Viel Wind um Nichts: Branche im Südwesten ruft um Hilfe

10.03.2026

Existenzbedrohung für den Südwesten: 22 Unternehmen (darunter Badenova, EWS Schönau und Koehler) warnen in einem „Forderungspapier Wind an Land“ vor einem vollständigen Stillstand des Windkraftausbaus in Baden-Württemberg. In aktuellen Ausschreibungen geht das Land fast leer aus.

Wettbewerbsnachteil Topographie: Projekte im Süden sind teurer als im norddeutschen Flachland. Ursachen sind die anspruchsvolle Geographie, aufwendige Logistik für Erschließungswege und kleinere Parkgrößen (oft nur 1–3 Anlagen).

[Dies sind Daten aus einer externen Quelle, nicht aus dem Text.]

//! In-memory stand-in for the rental management backend.
//!
//! Serves the `/api/v1` resources the client talks to: addresses, users,
//! contracts with versions and documents, and overall statistics. Errors
//! are plain-text bodies such as `contract not found`.

pub mod models;
pub mod store;

use std::sync::Arc;

use axum::{
    extract::{Path, Query, State},
    http::{header, StatusCode},
    response::{IntoResponse, Response},
    routing::{get, post},
    Json, Router,
};
use chrono::Utc;
use serde_json::{json, Value};
use tokio::{net::TcpListener, sync::RwLock};
use tracing::info;
use uuid::Uuid;

use crate::models::{
    Address, AddressFilter, ContractFilter, ContractRecord, ContractResponse, ContractVersion, CreateAddress,
    CreateContract, CreateContractVersion, CreateUser, DocumentQuery, OverallStatistics, UpdateAddress,
    UpdateContract, UpdateUser, User, UserFilter,
};
use crate::store::Store;

pub type Db = Arc<RwLock<Store>>;

/// A status with a plain-text message body.
#[derive(Debug)]
pub struct AppError(StatusCode, &'static str);

impl AppError {
    fn not_found(what: &'static str) -> Self {
        AppError(StatusCode::NOT_FOUND, what)
    }
}

impl IntoResponse for AppError {
    fn into_response(self) -> Response {
        (self.0, self.1).into_response()
    }
}

type ApiResult<T> = Result<T, AppError>;

pub fn app() -> Router {
    let db: Db = Arc::new(RwLock::new(Store::default()));
    let api = Router::new()
        .route("/addresses", get(list_addresses).post(create_address))
        .route(
            "/addresses/{id}",
            get(get_address).put(update_address).delete(delete_address),
        )
        .route("/users", get(list_users).post(create_user))
        .route("/users/{id}", get(get_user).put(update_user).delete(delete_user))
        .route("/contracts", get(list_contracts).post(create_contract))
        .route("/contracts/versions", post(create_contract_version))
        .route(
            "/contracts/{id}",
            get(get_contract).put(update_contract).delete(delete_contract),
        )
        .route("/contracts/{id}/versions", get(list_contract_versions))
        .route("/contracts/{id}/document", get(get_contract_document))
        .route("/statistics/overall", get(overall_statistics));

    Router::new()
        .nest("/api/v1", api)
        .route("/health", get(health))
        .with_state(db)
}

pub async fn run(listener: TcpListener) -> Result<(), std::io::Error> {
    axum::serve(listener, app()).await
}

async fn health() -> Json<Value> {
    Json(json!({ "healthy": true }))
}

// --- addresses -----------------------------------------------------------

async fn list_addresses(State(db): State<Db>, Query(filter): Query<AddressFilter>) -> Json<Vec<Address>> {
    let store = db.read().await;
    Json(
        store
            .addresses
            .iter()
            .filter(|a| filter.address_type.is_none_or(|t| a.address_type == t))
            .cloned()
            .collect(),
    )
}

async fn create_address(State(db): State<Db>, Json(input): Json<CreateAddress>) -> (StatusCode, Json<Address>) {
    let address = Address {
        id: Uuid::new_v4(),
        address_type: input.address_type,
        street: input.street,
        number: input.number,
        neighborhood: input.neighborhood,
        city: input.city,
        state: input.state,
        zip_code: input.zip_code,
        country: input.country,
        created_at: Utc::now(),
        updated_at: None,
    };
    db.write().await.addresses.push(address.clone());
    info!(id = %address.id, "address created");
    (StatusCode::CREATED, Json(address))
}

async fn get_address(State(db): State<Db>, Path(id): Path<Uuid>) -> ApiResult<Json<Address>> {
    let store = db.read().await;
    store
        .address(id)
        .cloned()
        .map(Json)
        .ok_or(AppError::not_found("address not found"))
}

async fn update_address(
    State(db): State<Db>,
    Path(id): Path<Uuid>,
    Json(input): Json<UpdateAddress>,
) -> ApiResult<Json<Address>> {
    let mut store = db.write().await;
    let address = store
        .addresses
        .iter_mut()
        .find(|a| a.id == id)
        .ok_or(AppError::not_found("address not found"))?;
    if let Some(v) = input.address_type {
        address.address_type = v;
    }
    if let Some(v) = input.street {
        address.street = v;
    }
    if let Some(v) = input.number {
        address.number = v;
    }
    if let Some(v) = input.neighborhood {
        address.neighborhood = v;
    }
    if let Some(v) = input.city {
        address.city = v;
    }
    if let Some(v) = input.state {
        address.state = v;
    }
    if let Some(v) = input.zip_code {
        address.zip_code = v;
    }
    if let Some(v) = input.country {
        address.country = v;
    }
    address.updated_at = Some(Utc::now());
    Ok(Json(address.clone()))
}

async fn delete_address(State(db): State<Db>, Path(id): Path<Uuid>) -> ApiResult<StatusCode> {
    let mut store = db.write().await;
    let before = store.addresses.len();
    store.addresses.retain(|a| a.id != id);
    if store.addresses.len() == before {
        return Err(AppError::not_found("address not found"));
    }
    Ok(StatusCode::NO_CONTENT)
}

// --- users ---------------------------------------------------------------

async fn list_users(State(db): State<Db>, Query(filter): Query<UserFilter>) -> Json<Vec<User>> {
    let store = db.read().await;
    Json(
        store
            .users
            .iter()
            .filter(|u| filter.user_type.is_none_or(|t| u.user_type == t))
            .cloned()
            .collect(),
    )
}

async fn create_user(State(db): State<Db>, Json(input): Json<CreateUser>) -> (StatusCode, Json<User>) {
    let user = User {
        id: Uuid::new_v4(),
        user_type: input.user_type,
        address_id: input.address_id,
        first_name: input.first_name,
        middle_name: input.middle_name,
        last_name: input.last_name,
        email: input.email,
        phone: input.phone,
        created_at: Utc::now(),
        updated_at: None,
        address: None,
    };
    db.write().await.users.push(user.clone());
    info!(id = %user.id, user_type = ?user.user_type, "user created");
    (StatusCode::CREATED, Json(user))
}

async fn get_user(State(db): State<Db>, Path(id): Path<Uuid>) -> ApiResult<Json<User>> {
    let store = db.read().await;
    let mut user = store.user(id).cloned().ok_or(AppError::not_found("user not found"))?;
    user.address = store.address(user.address_id).cloned();
    Ok(Json(user))
}

async fn update_user(
    State(db): State<Db>,
    Path(id): Path<Uuid>,
    Json(input): Json<UpdateUser>,
) -> ApiResult<Json<User>> {
    let mut store = db.write().await;
    let user = store
        .users
        .iter_mut()
        .find(|u| u.id == id)
        .ok_or(AppError::not_found("user not found"))?;
    if let Some(v) = input.user_type {
        user.user_type = v;
    }
    if let Some(v) = input.address_id {
        user.address_id = v;
    }
    if let Some(v) = input.first_name {
        user.first_name = v;
    }
    if input.middle_name.is_some() {
        user.middle_name = input.middle_name;
    }
    if let Some(v) = input.last_name {
        user.last_name = v;
    }
    if let Some(v) = input.email {
        user.email = v;
    }
    if let Some(v) = input.phone {
        user.phone = v;
    }
    user.updated_at = Some(Utc::now());
    Ok(Json(user.clone()))
}

async fn delete_user(State(db): State<Db>, Path(id): Path<Uuid>) -> ApiResult<StatusCode> {
    let mut store = db.write().await;
    let before = store.users.len();
    store.users.retain(|u| u.id != id);
    if store.users.len() == before {
        return Err(AppError::not_found("user not found"));
    }
    Ok(StatusCode::NO_CONTENT)
}

// --- contracts -----------------------------------------------------------

async fn list_contracts(State(db): State<Db>, Query(filter): Query<ContractFilter>) -> Json<Vec<ContractResponse>> {
    let store = db.read().await;
    Json(
        store
            .contracts
            .iter()
            .filter(|c| filter.tenant_id.is_none_or(|t| c.tenant_id == t))
            .map(|c| store.contract_response(c, false))
            .collect(),
    )
}

async fn create_contract(
    State(db): State<Db>,
    Json(input): Json<CreateContract>,
) -> (StatusCode, Json<ContractResponse>) {
    let record = ContractRecord {
        id: Uuid::new_v4(),
        current_version_id: None,
        landlord_id: input.landlord_id,
        tenant_id: input.tenant_id,
        address_id: input.address_id,
        deposit: input.deposit,
        reference_ids: input.reference_ids,
        created_at: Utc::now(),
        updated_at: None,
    };
    let mut store = db.write().await;
    store.contracts.push(record.clone());
    info!(id = %record.id, tenant_id = %record.tenant_id, "contract created");
    (StatusCode::CREATED, Json(store.contract_response(&record, true)))
}

async fn get_contract(State(db): State<Db>, Path(id): Path<Uuid>) -> ApiResult<Json<ContractResponse>> {
    let store = db.read().await;
    let record = store.contract(id).ok_or(AppError::not_found("contract not found"))?;
    Ok(Json(store.contract_response(record, true)))
}

async fn update_contract(
    State(db): State<Db>,
    Path(id): Path<Uuid>,
    Json(input): Json<UpdateContract>,
) -> ApiResult<Json<ContractResponse>> {
    let mut store = db.write().await;
    let record = store
        .contracts
        .iter_mut()
        .find(|c| c.id == id)
        .ok_or(AppError::not_found("contract not found"))?;
    if let Some(v) = input.landlord_id {
        record.landlord_id = v;
    }
    if let Some(v) = input.tenant_id {
        record.tenant_id = v;
    }
    if let Some(v) = input.address_id {
        record.address_id = v;
    }
    if let Some(v) = input.deposit {
        record.deposit = v;
    }
    if let Some(v) = input.reference_ids {
        record.reference_ids = v;
    }
    record.updated_at = Some(Utc::now());
    let record = record.clone();
    Ok(Json(store.contract_response(&record, true)))
}

async fn delete_contract(State(db): State<Db>, Path(id): Path<Uuid>) -> ApiResult<StatusCode> {
    if !db.write().await.remove_contract(id) {
        return Err(AppError::not_found("contract not found"));
    }
    info!(%id, "contract deleted");
    Ok(StatusCode::NO_CONTENT)
}

async fn create_contract_version(
    State(db): State<Db>,
    Json(input): Json<CreateContractVersion>,
) -> ApiResult<(StatusCode, Json<ContractVersion>)> {
    let version = db
        .write()
        .await
        .append_version(input)
        .ok_or(AppError::not_found("contract not found"))?;
    info!(contract_id = %version.contract_id, version = version.version_number, "contract version created");
    Ok((StatusCode::CREATED, Json(version)))
}

async fn list_contract_versions(State(db): State<Db>, Path(id): Path<Uuid>) -> ApiResult<Json<Vec<ContractVersion>>> {
    let store = db.read().await;
    store.contract(id).ok_or(AppError::not_found("contract not found"))?;
    Ok(Json(store.versions_of(id)))
}

async fn get_contract_document(
    State(db): State<Db>,
    Path(id): Path<Uuid>,
    Query(query): Query<DocumentQuery>,
) -> ApiResult<Response> {
    let store = db.read().await;
    let record = store.contract(id).ok_or(AppError::not_found("contract not found"))?;
    let version_id = query
        .version_id
        .or(record.current_version_id)
        .ok_or(AppError::not_found("contract version not found"))?;
    let version = store
        .version(version_id)
        .filter(|v| v.contract_id == id)
        .ok_or(AppError::not_found("contract version not found"))?;

    let tenant = store
        .user(record.tenant_id)
        .map(|u| format!("{} {}", u.first_name, u.last_name))
        .unwrap_or_default();
    let body = render_document(record, version, &tenant);
    Ok(([(header::CONTENT_TYPE, "application/pdf")], body).into_response())
}

/// Minimal single-page PDF naming the contract, version and tenant.
fn render_document(record: &ContractRecord, version: &ContractVersion, tenant: &str) -> Vec<u8> {
    format!(
        "%PDF-1.4\n% contract {} version {}\n% tenant {}\n% rent {} from {} to {}\n%%EOF\n",
        record.id,
        version.version_number,
        tenant,
        version.rent,
        version.start_date.format("%Y-%m-%d"),
        version.end_date.format("%Y-%m-%d"),
    )
    .into_bytes()
}

// --- statistics ----------------------------------------------------------

async fn overall_statistics(State(db): State<Db>) -> Json<OverallStatistics> {
    Json(db.read().await.statistics())
}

Kritik am EEG-Mechanismus: Das aktuelle Erneuerbare-Energien-Gesetz gleicht diese Standortnachteile laut Branche nicht ausreichend aus. Das bisherige Bonus-Modell für windschwache Standorte reicht für die realen Zusatzkosten im Mittelgebirge nicht mehr.

Forderung nach Anpassung: Die Unternehmen fordern von der Bundesregierung eine Erhöhung der Ausschreibungsmenge und eine höhere Vergütung, die den „Systemvorteil“ des Südens (Netzstabilität, verbrauchernahe Erzeugung) honoriert.

Das Problem der Strompreiszone: Ein Kernproblem ist die einheitliche deutsche Strompreiszone. Da es keine regionalen Preise gibt, profitieren Erzeuger im Süden nicht von der dortigen Stromknappheit. Ein Wechsel zu mehreren Preiszonen wird zwar diskutiert, bleibt aber politisch blockiert.

Der Beitrag dazu lief im Programm von Radio BW am 10.03.2026 gegen 18:40 Uhr.